First I need to define the type of manager to which I will refer. Historically developers have been promoted to team lead, then manager, then director, and on up the ladder. I have also noted there are two paths to manager. The other path comes from the business side of the company instead of the technical side. In the organizations I have experienced often the manager has a technical role. The manager reviews and approves designs and architectures. Also the manager choses the development methodology, the amount of reporting, the format for meetings and documents, coding styles, and other things that directly relate to the development process. In addition to these responsibilities these managers also perform reviews, do budgets, and report status. The manager often uses the position to inject their desire in one situation and delegate when they have no opinion. This inconsistent use of position is not helpful.

Management has to come to its own in the Maverick Development Model. What does this mean? They have to have clear understanding of all of the aspects of development. First they have to understand each individual. Why, because they are managing people, they are not managing skill sets and resources. Everyone communicates in different ways. Everyone expresses concern in different ways. Everyone is motivated in their own way. I would imagine that a good manager , like a good poker player, can read a person as well as listen to a person.
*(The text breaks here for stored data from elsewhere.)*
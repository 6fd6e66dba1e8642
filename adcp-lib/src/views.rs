//! Format independent summaries of an ensemble's configuration and sensors.
//!
//! Values keep the units of the ensemble's [Convention], with two exceptions: blank
//! and bin size are always meters, and PD0 attitude and temperature are always
//! degrees.
use crate::ensemble::{Convention, Ensemble};
use crate::rtb::EnsembleData;

#[derive(Clone, Copy, Debug, Default, PartialEq, Eq)]
#[cfg_attr(feature = "serde", derive(serde::Serialize))]
pub struct Timestamp {
    /// Four digits, except years since 2000 for RTB data in PD0 convention and for a
    /// PD0 clock without a century.
    pub year: i32,
    pub month: u8,
    pub day: u8,
    pub hour: u8,
    pub minute: u8,
    pub second: u8,
    pub hundredths: u8,
}

impl std::fmt::Display for Timestamp {
    fn fmt(&self, f: &mut std::fmt::Formatter<'_>) -> std::fmt::Result {
        write!(
            f,
            "{:04}-{:02}-{:02}T{:02}:{:02}:{:02}.{:02}",
            self.year, self.month, self.day, self.hour, self.minute, self.second, self.hundredths
        )
    }
}

/// Bottom track settings carried alongside the configuration.
#[derive(Clone, Debug, Default, PartialEq)]
#[cfg_attr(feature = "serde", derive(serde::Serialize))]
pub struct BottomTrackCfg {
    pub first_ping_time: f64,
    pub last_ping_time: f64,
    pub status: f64,
    pub num_beams: usize,
}

#[derive(Clone, Debug, Default, PartialEq)]
#[cfg_attr(feature = "serde", derive(serde::Serialize))]
pub struct Cfg {
    pub convention: Convention,
    pub ensemble_number: Option<u32>,
    pub num_bins: Option<usize>,
    pub num_beams: Option<usize>,
    pub desired_pings: Option<u32>,
    pub actual_pings: Option<u32>,
    pub serial_number: Option<String>,
    pub firmware: Option<String>,
    pub timestamp: Option<Timestamp>,
    /// Meters.
    pub blank: Option<f64>,
    /// Meters.
    pub bin_size: Option<f64>,
    pub salinity: Option<f64>,
    pub speed_of_sound: Option<f64>,
    pub frequency_khz: Option<f64>,
    pub bottom_track: Option<BottomTrackCfg>,
}

#[derive(Clone, Debug, Default, PartialEq)]
#[cfg_attr(feature = "serde", derive(serde::Serialize))]
pub struct Sensor {
    pub convention: Convention,
    pub heading: Option<f64>,
    pub pitch: Option<f64>,
    /// Folded into -90..=90 in PD0 convention.
    pub roll: Option<f64>,
    pub water_temp: Option<f64>,
    pub system_temp: Option<f64>,
    /// Pascals natively, decibars in PD0 convention.
    pub pressure: Option<f64>,
    /// Meters natively, decimeters in PD0 convention.
    pub transducer_depth: Option<f64>,
    pub voltage: Option<f64>,
    pub xmt_voltage: Option<f64>,
    pub magnetometer: Option<[f64; 3]>,
}

impl Ensemble {
    /// Configuration from ensemble data, ancillary, system setup and bottom track, or
    /// from the PD0 leaders. `None` if the ensemble has none of them.
    #[must_use]
    pub fn cfg(&self) -> Option<Cfg> {
        if self.ensemble_data.is_none()
            && self.ancillary.is_none()
            && self.system_setup.is_none()
            && self.bottom_track.is_none()
            && self.fixed_leader.is_none()
            && self.variable_leader.is_none()
        {
            return None;
        }
        let mut cfg = Cfg {
            convention: self.convention,
            ..Cfg::default()
        };

        if let Some(ens) = &self.ensemble_data {
            cfg.ensemble_number = u32::try_from(ens.ensemble_number).ok();
            cfg.num_bins = usize::try_from(ens.num_bins).ok();
            cfg.num_beams = usize::try_from(ens.num_beams).ok();
            cfg.desired_pings = u32::try_from(ens.desired_ping_count).ok();
            cfg.actual_pings = u32::try_from(ens.actual_ping_count).ok();
            cfg.serial_number = Some(ens.serial_number.clone());
            cfg.firmware = Some(ens.firmware.to_string());
            cfg.timestamp = rtb_timestamp(ens);
        }
        if let Some(anc) = &self.ancillary {
            cfg.blank = Some(anc.blank);
            cfg.bin_size = Some(anc.bin_size);
            cfg.salinity = Some(anc.salinity);
            cfg.speed_of_sound = Some(anc.speed_of_sound);
        }
        if let Some(setup) = &self.system_setup {
            cfg.frequency_khz = Some(setup.wp_system_freq_hz / 1000.0);
        }
        if let Some(bt) = &self.bottom_track {
            cfg.bottom_track = Some(BottomTrackCfg {
                first_ping_time: bt.first_ping_time,
                last_ping_time: bt.last_ping_time,
                status: bt.status,
                num_beams: bt.num_beams,
            });
        }

        if let Some(fl) = &self.fixed_leader {
            cfg.num_bins = Some(usize::from(fl.num_cells));
            cfg.num_beams = Some(usize::from(fl.num_beams));
            cfg.desired_pings = Some(u32::from(fl.pings_per_ensemble));
            cfg.firmware = Some(format!(
                "{}.{}",
                fl.cpu_firmware_version, fl.cpu_firmware_revision
            ));
            cfg.serial_number.clone_from(&fl.cpu_serial);
            cfg.blank = Some(f64::from(fl.blank_cm) / 100.0);
            cfg.bin_size = Some(f64::from(fl.cell_length_cm) / 100.0);
            cfg.frequency_khz = fl.system_config.frequency_khz.map(f64::from);
        }
        if let Some(vl) = &self.variable_leader {
            cfg.ensemble_number = Some(vl.ensemble_number);
            cfg.salinity = Some(f64::from(vl.salinity));
            cfg.speed_of_sound = Some(f64::from(vl.speed_of_sound));
            // firmware without the Y2K clock leaves its century zero
            let rtc = vl.y2k_rtc.filter(|rtc| rtc.year >= 100).unwrap_or(vl.rtc);
            cfg.timestamp = Some(Timestamp {
                year: i32::from(rtc.year),
                month: rtc.month,
                day: rtc.day,
                hour: rtc.hour,
                minute: rtc.minute,
                second: rtc.second,
                hundredths: rtc.hundredths,
            });
        }
        if let Some(bt) = &self.pd0_bottom_track {
            cfg.actual_pings.get_or_insert(u32::from(bt.pings_per_ensemble));
        }

        Some(cfg)
    }

    /// Attitude, temperature, pressure and power, from ancillary and system setup or
    /// the PD0 variable leader. `None` if the ensemble has none of them.
    #[must_use]
    pub fn sensor(&self) -> Option<Sensor> {
        if self.ancillary.is_none() && self.system_setup.is_none() && self.variable_leader.is_none()
        {
            return None;
        }
        let mut sensor = Sensor {
            convention: self.convention,
            ..Sensor::default()
        };

        if let Some(anc) = &self.ancillary {
            sensor.heading = Some(anc.heading);
            sensor.pitch = Some(anc.pitch);
            sensor.roll = Some(anc.roll);
            sensor.water_temp = Some(anc.water_temp);
            sensor.system_temp = Some(anc.system_temp);
            sensor.pressure = Some(anc.pressure);
            sensor.transducer_depth = Some(anc.transducer_depth);
            sensor.magnetometer = Some(anc.magnetometer);
        }
        if let Some(setup) = &self.system_setup {
            sensor.voltage = Some(setup.voltage);
            sensor.xmt_voltage = Some(setup.xmt_voltage);
        }
        if let Some(vl) = &self.variable_leader {
            sensor.heading = Some(f64::from(vl.heading) / 100.0);
            sensor.pitch = Some(f64::from(vl.pitch) / 100.0);
            sensor.roll = Some(f64::from(vl.roll) / 100.0);
            sensor.water_temp = Some(f64::from(vl.temperature) / 100.0);
            // decapascals to decibars
            sensor.pressure = vl.pressure.map(|p| f64::from(p) / 1000.0);
            sensor.transducer_depth = Some(f64::from(vl.transducer_depth));
        }

        Some(sensor)
    }
}

/// `None` if any field is out of range for a timestamp.
fn rtb_timestamp(ens: &EnsembleData) -> Option<Timestamp> {
    let field = |val: i32| u8::try_from(val).ok();
    Some(Timestamp {
        year: ens.year,
        month: field(ens.month)?,
        day: field(ens.day)?,
        hour: field(ens.hour)?,
        minute: field(ens.minute)?,
        second: field(ens.second)?,
        hundredths: field(ens.hundredths)?,
    })
}

#[cfg(test)]
mod tests {
    use super::*;
    use crate::framing::Format;
    use crate::rtb::{Ancillary, EnsembleData, Firmware};

    fn ensemble_data() -> EnsembleData {
        EnsembleData {
            convention: Convention::Native,
            ensemble_number: 42,
            num_bins: 30,
            num_beams: 4,
            desired_ping_count: 10,
            actual_ping_count: 9,
            status: 0,
            year: 2024,
            month: 3,
            day: 15,
            hour: 12,
            minute: 30,
            second: 45,
            hundredths: 50,
            serial_number: "01300000000000000000000000000001".to_string(),
            firmware: Firmware {
                major: 0,
                minor: 2,
                revision: 118,
            },
            subsystem_code: '3',
            subsystem_config: 0,
        }
    }

    fn ancillary() -> Ancillary {
        Ancillary {
            convention: Convention::Native,
            blank: 0.5,
            bin_size: 1.0,
            first_ping_time: 0.0,
            last_ping_time: 1.0,
            heading: 270.0,
            pitch: 1.5,
            roll: 179.0,
            water_temp: 12.0,
            system_temp: 20.0,
            salinity: 35.0,
            pressure: 101_325.0,
            transducer_depth: 2.0,
            speed_of_sound: 1500.0,
            magnetometer: [0.0; 3],
            gravity: [0.0; 3],
            adcp3: None,
        }
    }

    #[test]
    fn test_out_of_range_time_has_no_timestamp() {
        let mut ens = Ensemble::new(Format::Rtb);
        ens.insert(EnsembleData {
            month: 300,
            ..ensemble_data()
        });
        let cfg = ens.cfg().expect("cfg");
        assert!(cfg.timestamp.is_none());
        assert_eq!(cfg.ensemble_number, Some(42));

        ens.insert(EnsembleData {
            second: -1,
            ..ensemble_data()
        });
        assert!(ens.cfg().expect("cfg").timestamp.is_none());
    }

    #[test]
    fn test_empty_ensemble_has_no_views() {
        let ens = Ensemble::new(Format::Rtb);
        assert!(ens.cfg().is_none());
        assert!(ens.sensor().is_none());
    }

    #[test]
    fn test_rtb_views() {
        let mut ens = Ensemble::new(Format::Rtb);
        ens.insert(ensemble_data());
        ens.insert(ancillary());

        let cfg = ens.cfg().expect("cfg");
        assert_eq!(cfg.ensemble_number, Some(42));
        assert_eq!(cfg.actual_pings, Some(9));
        assert_eq!(cfg.firmware.as_deref(), Some("0.2.118"));
        assert_eq!(cfg.blank, Some(0.5));
        let ts = cfg.timestamp.expect("timestamp");
        assert_eq!(ts.to_string(), "2024-03-15T12:30:45.50");

        let sensor = ens.sensor().expect("sensor");
        assert_eq!(sensor.roll, Some(179.0));
        assert_eq!(sensor.pressure, Some(101_325.0));
        assert!(sensor.voltage.is_none());
    }
}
Managers have to understand why different methods and practices are available and know which practice to apply to a situation. Managers are too often like the ship's captain that knows nothing about sailing. As long as the wind blows the ship along the right course everything is fine. However, as soon as there is a problem that requires knowing how to control a ship the so-called captain is in trouble.

The skill set of a manager has to be greater than the average developer on the team. A manager in Maverick Development must become a leader. A leader is much more than a manager.

Patton was a military leader. He did not care if politicians were pleased with him. He did not care if people did not like him. The Vietnam conflict was managed. It was not lead. The difference is clear. The "feeling" about the situation is almost tangible. Vietnam was managed and the methods were political and had nothing to do with winning a war or fighting for values. The managers of the Vietnam War talked in statistics. How many shots fired. How many casualties. How many sorties. How much money had been spent and are we within our budget.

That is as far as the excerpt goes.